### Problem details
Your answer should consist solely of the lines from the first line of the data through the line with "JSON log output.", each reproduced exactly.

### Data

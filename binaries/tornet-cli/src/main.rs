//! tornet - manage a private Tor testbed.
//!
//! Provisions, tracks and tears down the containers that make up a small
//! private Tor network: directory authorities, relays, exit relays, clients
//! and hidden services. Unit identities and statuses persist in a registry
//! document between invocations.
//!
//! # Usage
//!
//! ```bash
//! # Bootstrap a network
//! tornet add da --count 3
//! tornet add relay --count 5
//! tornet add exit
//! tornet add client --port 9050
//! tornet add hs --hs-port 80 --service-port 8080
//!
//! # Inspect it
//! tornet list --filter RELAY --output table
//! tornet info onion-domain
//!
//! # Tear it down
//! tornet network delete
//! ```

mod commands;
mod config;
mod output;

use anyhow::{Context, Result};
use clap::{Parser, Subcommand};
use config::TornetConfig;
use std::path::PathBuf;
use tornet_fleet::{FleetError, FleetInspector};
use tracing::debug;
use tracing_subscriber::{fmt, layer::SubscriberExt, util::SubscriberInitExt, EnvFilter};

use commands::add::AddCommands;
use commands::info::InfoCommands;
use commands::network::NetworkCommands;
use commands::unit::UnitCommands;
use output::{print_error, OutputFormat};

/// CLI arguments for tornet.
#[derive(Parser, Debug)]
#[command(
    name = "tornet",
    about = "Provision and manage a private Tor testbed",
    version
)]
pub struct CliArgs {
    /// Path to the configuration file.
    #[arg(short, long, value_name = "FILE", env = "TORNET_CONFIG", global = true)]
    config: Option<PathBuf>,

    /// Path to the registry document.
    #[arg(long, value_name = "FILE", global = true)]
    registry: Option<PathBuf>,

    /// Docker network the units join.
    #[arg(long, value_name = "NAME", global = true)]
    network: Option<String>,

    /// Log level (trace, debug, info, warn, error).
    #[arg(short, long, value_name = "LEVEL", global = true)]
    log_level: Option<String>,

    /// Enable JSON log output.
    #[arg(long, global = true)]
    json_logs: bool,

    #[command(subcommand)]
    command: Commands,
}

#[derive(Subcommand, Debug)]
enum Commands {
    /// Add units to the network
    #[command(subcommand)]
    Add(AddCommands),

    /// Stop, start or delete a single unit
    #[command(subcommand)]
    Unit(UnitCommands),

    /// Print the registry
    List {
        /// Only print units whose JSON form contains this string
        #[arg(short, long)]
        filter: Option<String>,

        /// Output format
        #[arg(short, long, value_enum, default_value_t)]
        output: OutputFormat,
    },

    /// Start, stop, restart or delete the whole network
    #[command(subcommand)]
    Network(NetworkCommands),

    /// Read information out of hidden service units
    #[command(subcommand)]
    Info(InfoCommands),

    /// Print the effective configuration and exit
    PrintConfig,
}

/// Initialize tracing.
fn init_tracing(config: &config::LoggingConfig) -> Result<()> {
    let filter = EnvFilter::try_from_default_env()
        .or_else(|_| EnvFilter::try_new(&config.level))
        .context("Failed to parse log filter")?;

    match config.format.as_str() {
        "json" => {
            tracing_subscriber::registry()
                .with(filter)
                .with(fmt::layer().json().with_writer(std::io::stderr))
                .try_init()
                .map_err(|e| anyhow::anyhow!("Failed to initialize tracing: {}", e))?;
        }
        "pretty" => {
            tracing_subscriber::registry()
                .with(filter)
                .with(fmt::layer().pretty().with_writer(std::io::stderr))
                .try_init()
                .map_err(|e| anyhow::anyhow!("Failed to initialize tracing: {}", e))?;
        }
        _ => {
            tracing_subscriber::registry()
                .with(filter)
                .with(fmt::layer().compact().with_writer(std::io::stderr))
                .try_init()
                .map_err(|e| anyhow::anyhow!("Failed to initialize tracing: {}", e))?;
        }
    }

    Ok(())
}

async fn run(command: Commands, config: &TornetConfig) -> Result<()> {
    match command {
        Commands::PrintConfig => {
            println!("{}", toml::to_string_pretty(config)?);
        }

        Commands::List { filter, output } => {
            let registry = commands::open_registry(config)?;
            commands::list::execute(&registry, filter.as_deref(), output)?;
        }

        Commands::Add(command) => {
            let fleet = commands::connect(config).await?;
            commands::add::execute(command, &fleet).await?;
        }

        Commands::Unit(command) => {
            commands::unit::execute(command, config).await?;
        }

        Commands::Network(command) => {
            let fleet = commands::connect(config).await?;
            commands::network::execute(command, &fleet).await?;
        }

        Commands::Info(command) => {
            let fleet = commands::connect(config).await?;
            commands::info::execute(command, &FleetInspector::from_lifecycle(&fleet)).await?;
        }
    }
    Ok(())
}

/// Returns true if the error chain holds a fleet not-found error.
fn is_not_found(err: &anyhow::Error) -> bool {
    err.downcast_ref::<FleetError>()
        .is_some_and(FleetError::is_not_found)
}

#[tokio::main]
async fn main() -> Result<()> {
    // Parse CLI arguments
    let args = CliArgs::parse();

    // Load configuration
    let mut config = TornetConfig::load(args.config.as_deref())?;

    // Merge CLI arguments
    config.merge_cli_args(&args);

    // Validate configuration
    config.validate().context("Invalid configuration")?;

    // Initialize tracing
    init_tracing(&config.logging)?;

    debug!(version = env!("CARGO_PKG_VERSION"), "tornet starting");

    if let Err(e) = run(args.command, &config).await {
        if is_not_found(&e) {
            print_error(&e.to_string());
            std::process::exit(1);
        }
        return Err(e);
    }

    Ok(())
}

#[cfg(test)]
mod tests {
    use super::*;

    #[test]
    fn test_cli_args_parsing() {
        let args = CliArgs::parse_from(["tornet", "list"]);
        assert!(args.registry.is_none());
        assert!(!args.json_logs);
        assert!(matches!(
            args.command,
            Commands::List {
                filter: None,
                output: OutputFormat::Json
            }
        ));
    }

    #[test]
    fn test_cli_args_with_options() {
        let args = CliArgs::parse_from([
            "tornet",
            "list",
            "--filter",
            "RELAY",
            "--output",
            "table",
            "--log-level",
            "debug",
        ]);

        assert_eq!(args.log_level, Some("debug".to_string()));
        match args.command {
            Commands::List { filter, output } => {
                assert_eq!(filter.as_deref(), Some("RELAY"));
                assert_eq!(output, OutputFormat::Table);
            }
            other => panic!("unexpected command: {:?}", other),
        }
    }

    #[test]
    fn test_nested_subcommands() {
        let args = CliArgs::parse_from(["tornet", "unit", "delete", "testing-tor-da-abcdefgh"]);
        assert!(matches!(
            args.command,
            Commands::Unit(UnitCommands::Delete { ref name, no_restart: false })
                if name == "testing-tor-da-abcdefgh"
        ));

        let args = CliArgs::parse_from(["tornet", "info", "onion-domain"]);
        assert!(matches!(
            args.command,
            Commands::Info(InfoCommands::OnionDomain { name: None })
        ));

        let args = CliArgs::parse_from(["tornet", "network", "restart"]);
        assert!(matches!(args.command, Commands::Network(NetworkCommands::Restart)));

        assert!(CliArgs::try_parse_from(["tornet", "add", "bridge"]).is_err());
    }

    #[test]
    fn test_not_found_detection() {
        let err = anyhow::Error::from(FleetError::entry_not_found("x")).context("lookup");
        assert!(is_not_found(&err));

        let err = anyhow::Error::from(FleetError::NoHiddenService);
        assert!(is_not_found(&err));

        let err = anyhow::Error::from(FleetError::timeout("ready"));
        assert!(!is_not_found(&err));
    }
}
//! Overlay address allocation.
//!
//! Addresses are drawn at random from a usable range and re-drawn while they
//! collide with an address already recorded in the registry. Two policies
//! produce the range:
//!
//! - [`AllocationPolicy::RandomInSubnet`]: the whole runtime network subnet,
//!   minus a reserved prefix for infrastructure and the broadcast address.
//! - [`AllocationPolicy::RandomOctet`]: a static three-octet prefix with the
//!   last octet drawn from a bounded range.
//!
//! Allocation always terminates: a full range fails up front, and after a
//! bounded number of random draws the allocator sweeps the range linearly.

use rand::Rng;
use serde::{Deserialize, Serialize};
use std::collections::HashSet;
use std::fmt;
use std::net::Ipv4Addr;
use std::str::FromStr;
use tracing::debug;

use crate::error::{FleetError, Result};

/// Addresses at the start of a subnet kept for the gateway and other infrastructure.
pub const DEFAULT_RESERVED_ADDRESSES: u32 = 32;

/// Random draws attempted before falling back to a sweep.
pub const DEFAULT_MAX_ATTEMPTS: u32 = 64;

/// An IPv4 subnet in CIDR notation.
#[derive(Debug, Clone, Copy, PartialEq, Eq, Hash)]
pub struct Subnet {
    network: Ipv4Addr,
    prefix_len: u8,
}

impl Subnet {
    /// Creates a subnet, clearing any host bits of `address`.
    pub fn new(address: Ipv4Addr, prefix_len: u8) -> Result<Self> {
        if prefix_len > 32 {
            return Err(FleetError::invalid_subnet(
                format!("{address}/{prefix_len}"),
                "prefix length exceeds 32",
            ));
        }
        let network = Ipv4Addr::from(u32::from(address) & mask(prefix_len));
        Ok(Self {
            network,
            prefix_len,
        })
    }

    /// Returns the network address.
    pub fn network_address(&self) -> Ipv4Addr {
        self.network
    }

    /// Returns the broadcast address.
    pub fn broadcast_address(&self) -> Ipv4Addr {
        Ipv4Addr::from(u32::from(self.network) | !mask(self.prefix_len))
    }

    /// Returns true if the address lies inside the subnet.
    pub fn contains(&self, address: Ipv4Addr) -> bool {
        u32::from(address) & mask(self.prefix_len) == u32::from(self.network)
    }
}

fn mask(prefix_len: u8) -> u32 {
    if prefix_len == 0 {
        0
    } else {
        u32::MAX << (32 - u32::from(prefix_len))
    }
}

impl FromStr for Subnet {
    type Err = FleetError;

    fn from_str(s: &str) -> Result<Self> {
        let (address, prefix) = s
            .trim()
            .split_once('/')
            .ok_or_else(|| FleetError::invalid_subnet(s, "expected <address>/<prefix>"))?;
        let address: Ipv4Addr = address
            .parse()
            .map_err(|e| FleetError::invalid_subnet(s, format!("bad address: {e}")))?;
        let prefix_len: u8 = prefix
            .parse()
            .map_err(|e| FleetError::invalid_subnet(s, format!("bad prefix length: {e}")))?;
        Self::new(address, prefix_len)
    }
}

impl fmt::Display for Subnet {
    fn fmt(&self, f: &mut fmt::Formatter<'_>) -> fmt::Result {
        write!(f, "{}/{}", self.network, self.prefix_len)
    }
}

/// An inclusive range of usable addresses.
#[derive(Debug, Clone, Copy, PartialEq, Eq)]
pub struct AddressRange {
    first: Ipv4Addr,
    last: Ipv4Addr,
}

impl AddressRange {
    /// Creates a range from its first and last address.
    pub fn new(first: Ipv4Addr, last: Ipv4Addr) -> Result<Self> {
        if first > last {
            return Err(FleetError::invalid_subnet(
                format!("{first}-{last}"),
                "range is empty",
            ));
        }
        Ok(Self { first, last })
    }

    /// The usable part of a subnet: skips `reserved` leading addresses and
    /// the broadcast address.
    pub fn from_subnet(subnet: &Subnet, reserved: u32) -> Result<Self> {
        let network = u64::from(u32::from(subnet.network_address()));
        let broadcast = u64::from(u32::from(subnet.broadcast_address()));
        let first = network + u64::from(reserved);
        if broadcast == 0 || first > broadcast - 1 {
            return Err(FleetError::invalid_subnet(
                subnet.to_string(),
                format!("no usable addresses after reserving {reserved}"),
            ));
        }
        Self::new(
            Ipv4Addr::from(first as u32),
            Ipv4Addr::from((broadcast - 1) as u32),
        )
    }

    /// `a.b.c.min` through `a.b.c.max`.
    pub fn from_octet_prefix(prefix: [u8; 3], min: u8, max: u8) -> Result<Self> {
        let [a, b, c] = prefix;
        Self::new(Ipv4Addr::new(a, b, c, min), Ipv4Addr::new(a, b, c, max))
    }

    /// Returns the first usable address.
    pub fn first(&self) -> Ipv4Addr {
        self.first
    }

    /// Returns the last usable address.
    pub fn last(&self) -> Ipv4Addr {
        self.last
    }

    /// Returns the number of addresses in the range.
    pub fn len(&self) -> u64 {
        u64::from(u32::from(self.last)) - u64::from(u32::from(self.first)) + 1
    }

    /// Always false; a range holds at least one address.
    pub fn is_empty(&self) -> bool {
        false
    }

    /// Returns true if the address lies inside the range.
    pub fn contains(&self, address: Ipv4Addr) -> bool {
        self.first <= address && address <= self.last
    }
}

/// How the usable address range is derived.
#[derive(Debug, Clone, PartialEq, Eq, Serialize, Deserialize)]
#[serde(tag = "policy", rename_all = "snake_case")]
pub enum AllocationPolicy {
    /// Anywhere in the runtime network's subnet after a reserved prefix.
    RandomInSubnet {
        /// Leading addresses of the subnet never handed out.
        reserved: u32,
    },

    /// A fixed three-octet prefix with a random last octet.
    RandomOctet {
        /// The fixed leading octets.
        prefix: [u8; 3],
        /// Lowest last octet handed out.
        min: u8,
        /// Highest last octet handed out.
        max: u8,
    },
}

impl Default for AllocationPolicy {
    fn default() -> Self {
        Self::RandomInSubnet {
            reserved: DEFAULT_RESERVED_ADDRESSES,
        }
    }
}

impl AllocationPolicy {
    /// Returns true if the policy needs the runtime network's subnet.
    pub fn needs_subnet(&self) -> bool {
        matches!(self, Self::RandomInSubnet { .. })
    }

    /// Resolves the usable range.
    pub fn range(&self, subnet: Option<&Subnet>) -> Result<AddressRange> {
        match self {
            Self::RandomInSubnet { reserved } => {
                let subnet = subnet.ok_or_else(|| {
                    FleetError::configuration("subnet allocation requires the network subnet")
                })?;
                AddressRange::from_subnet(subnet, *reserved)
            }
            Self::RandomOctet { prefix, min, max } => {
                AddressRange::from_octet_prefix(*prefix, *min, *max)
            }
        }
    }
}

/// Hands out addresses that are not yet recorded.
#[derive(Debug, Clone)]
pub struct AddressAllocator {
    policy: AllocationPolicy,
    max_attempts: u32,
}

impl AddressAllocator {
    /// Creates an allocator for the given policy.
    pub fn new(policy: AllocationPolicy) -> Self {
        Self {
            policy,
            max_attempts: DEFAULT_MAX_ATTEMPTS,
        }
    }

    /// Sets the number of random draws before sweeping.
    pub fn with_max_attempts(mut self, max_attempts: u32) -> Self {
        self.max_attempts = max_attempts;
        self
    }

    /// Returns the allocation policy.
    pub fn policy(&self) -> &AllocationPolicy {
        &self.policy
    }

    /// Picks a free address in `range`.
    pub fn allocate(&self, range: &AddressRange, used: &HashSet<Ipv4Addr>) -> Result<Ipv4Addr> {
        self.allocate_with(range, used, &mut rand::thread_rng())
    }

    /// Picks a free address in `range` using the given random source.
    pub fn allocate_with<R: Rng + ?Sized>(
        &self,
        range: &AddressRange,
        used: &HashSet<Ipv4Addr>,
        rng: &mut R,
    ) -> Result<Ipv4Addr> {
        let in_use = used.iter().filter(|addr| range.contains(**addr)).count();
        let exhausted = || FleetError::AllocationExhausted {
            first: range.first(),
            last: range.last(),
            in_use,
        };
        if in_use as u64 >= range.len() {
            return Err(exhausted());
        }

        let first = u32::from(range.first());
        let last = u32::from(range.last());

        for attempt in 0..self.max_attempts {
            let candidate = Ipv4Addr::from(rng.gen_range(first..=last));
            if !used.contains(&candidate) {
                debug!(address = %candidate, attempt, "Allocated address");
                return Ok(candidate);
            }
        }

        let len = range.len();
        let offset = rng.gen_range(0..len);
        for step in 0..len {
            let candidate = Ipv4Addr::from(first + ((offset + step) % len) as u32);
            if !used.contains(&candidate) {
                debug!(address = %candidate, "Allocated address by sweep");
                return Ok(candidate);
            }
        }

        Err(exhausted())
    }
}

impl Default for AddressAllocator {
    fn default() -> Self {
        Self::new(AllocationPolicy::default())
    }
}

### The completed task
filename binaries/tornet-cli/src/main.rs
//! tornet - manage a private Tor testbed.
//!
//! Provisions, tracks and tears down the containers that make up a small
//! private Tor network: directory authorities, relays, exit relays, clients
//! and hidden services. Unit identities and statuses persist in a registry
//! document between invocations.
//!
//! # Usage
//!
//! ```bash
//! # Bootstrap a network
//! tornet add da --count 3
//! tornet add relay --count 5
//! tornet add exit
//! tornet add client --port 9050
//! tornet add hs --hs-port 80 --service-port 8080
//!
//! # Inspect it
//! tornet list --filter RELAY --output table
//! tornet info onion-domain
//!
//! # Tear it down
//! tornet network delete
//! ```

mod commands;
mod config;
mod output;

use anyhow::{Context, Result};
use clap::{Parser, Subcommand};
use config::TornetConfig;
use std::path::PathBuf;
use tornet_fleet::{FleetError, FleetInspector};
use tracing::debug;
use tracing_subscriber::{fmt, layer::SubscriberExt, util::SubscriberInitExt, EnvFilter};

use commands::add::AddCommands;
use commands::info::InfoCommands;
use commands::network::NetworkCommands;
use commands::unit::UnitCommands;
use output::{print_error, OutputFormat};

/// CLI arguments for tornet.
#[derive(Parser, Debug)]
#[command(
    name = "tornet",
    about = "Provision and manage a private Tor testbed",
    version
)]
pub struct CliArgs {
    /// Path to the configuration file.
    #[arg(short, long, value_name = "FILE", env = "TORNET_CONFIG", global = true)]
    config: Option<PathBuf>,

    /// Path to the registry document.
    #[arg(long, value_name = "FILE", global = true)]
    registry: Option<PathBuf>,

    /// Docker network the units join.
    #[arg(long, value_name = "NAME", global = true)]
    network: Option<String>,

    /// Log level (trace, debug, info, warn, error).
    #[arg(short, long, value_name = "LEVEL", global = true)]
    log_level: Option<String>,

    /// Enable JSON log output.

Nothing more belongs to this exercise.